Seiring berjalannya waktu, semakin saya tertarik mempelajari tentang komunis.
Komunis-lah (melalui PKI-nya) yang menjadi sumbu dari dinamit besar yang menumbangkan idola politik sepanjang masa saya Bung Karno.
Dikala ayah saya masih sd, disebuah desa dipedalaman sumatera, komunis datang mengajarkan sebuah idealisme (tepatnya cuci otak) kepada mereka semua bocah-bocah sd.
Para komunis meminta anak sd itu memejamkan mata dan berdoa meminta pensil kepada Tuhan.
Dan kemudian komunis bertanya apakah Tuhan memberikan pensil kepada mereka?
Nenek gayungpun tau tidak ada pensil yang tiba-tiba turun dari langit.
Kemudian komunis mendikte agar anak-anak sd itu meminta pensil ke mereka, dan tentu saja si komunis memberikan tiap anak sd polos itu sebatang pensil.
Dan si komunis memberikan pesan moral bahwa Tuhan tidak ada, terbukti dari permintaan pensil mereka ke Tuhan.
Komunis bermain logika.
Anak sd yang masih mentah akalnya bisa saja terperdaya, dan kemudian mengimani ke-atheisan-nya komunis.
Tau bahwa lagu sangat kuat mempengaruhi anak-anak.
Komunis membuat lagu:
"Nasakom bersatu, singkirkan kepala batu..."
Kepala batu adalah jendral-jendral seperti jendral Achmad Yani dan koleganya.

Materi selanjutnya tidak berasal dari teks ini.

// ============================================================================
// Event Handler Interface
// Defines the contract for observing the decimal reader
// ============================================================================

use crate::numeric::{DecimalString, NumericError};

#[cfg(feature = "serde")]
use serde::Serialize;

/// Events emitted by the decimal reader, one per input line
#[derive(Debug, Clone, PartialEq)]
#[cfg_attr(feature = "serde", derive(Serialize))]
pub enum ReaderEvent {
    /// Line certified as a decimal
    LineAccepted {
        line_number: usize,
        value: DecimalString,
    },

    /// Line failed validation
    LineRejected {
        line_number: usize,
        #[cfg_attr(feature = "serde", serde(serialize_with = "serialize_display"))]
        error: NumericError,
    },

    /// Line skipped by configuration (blank or comment)
    LineIgnored { line_number: usize },
}

#[cfg(feature = "serde")]
fn serialize_display<S: serde::Serializer>(
    error: &NumericError,
    serializer: S,
) -> Result<S::Ok, S::Error> {
    serializer.collect_str(error)
}

/// Event handler trait for processing reader events
/// Implementations can handle logging, metrics, auditing, etc.
pub trait EventHandler: Send + Sync {
    /// Handle a reader event
    fn on_event(&self, event: ReaderEvent);

    /// Batch event handler (optional optimization)
    fn on_events(&self, events: Vec<ReaderEvent>) {
        for event in events {
            self.on_event(event);
        }
    }
}

/// No-op event handler for testing
pub struct NoOpEventHandler;

impl EventHandler for NoOpEventHandler {
    fn on_event(&self, _event: ReaderEvent) {}
}

/// Logging event handler
pub struct LoggingEventHandler;

impl EventHandler for LoggingEventHandler {
    fn on_event(&self, event: ReaderEvent) {
        match &event {
            ReaderEvent::LineRejected { line_number, error } => {
                tracing::debug!(line_number, %error, "Decimal reader rejected line");
            },
            _ => tracing::debug!("Decimal reader event: {:?}", event),
        }
    }
}

#[cfg(test)]
mod tests {
    use super::*;
    use std::sync::Mutex;

    struct Recording(Mutex<Vec<ReaderEvent>>);

    impl EventHandler for Recording {
        fn on_event(&self, event: ReaderEvent) {
            self.0.lock().unwrap().push(event);
        }
    }

    #[test]
    fn test_noop_handler() {
        let handler = NoOpEventHandler;
        handler.on_event(ReaderEvent::LineIgnored { line_number: 1 });
        // Should not panic
    }

    #[test]
    fn test_logging_handler_accepts_all_events() {
        let handler = LoggingEventHandler;
        handler.on_events(vec![
            ReaderEvent::LineIgnored { line_number: 1 },
            ReaderEvent::LineRejected {
                line_number: 2,
                error: NumericError::Empty,
            },
        ]);
    }

    #[test]
    fn test_batch_preserves_order() {
        let handler = Recording(Mutex::new(Vec::new()));
        handler.on_events(vec![
            ReaderEvent::LineIgnored { line_number: 1 },
            ReaderEvent::LineIgnored { line_number: 2 },
        ]);
        let seen = handler.0.lock().unwrap();
        assert_eq!(
            *seen,
            vec![
                ReaderEvent::LineIgnored { line_number: 1 },
                ReaderEvent::LineIgnored { line_number: 2 },
            ]
        );
    }
}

Begitu tafsir yang disadur dari pengajar komunis yang roadshow di sekolah dasar pada periode orde lama.
Waktu beranjak.
Tahun 1965 komunis diberangus pemerintah berkuasa.
Dikala ibu saya sd, ada teman sekelasnya yang ber-orangtua-kan komunis.
Tentara pemerintah datang mengunjungi kelas, dan dihadapan teman sekelasnya si anak simpatisan komunis itu dijemput paksa.
Sejak hari itu ibu saya tidak pernah bertemu dengan teman-nya itu lagi.
Apakah si anak sd itu saat ini menjadi orang tua dari anak-anak seperti ibu saya?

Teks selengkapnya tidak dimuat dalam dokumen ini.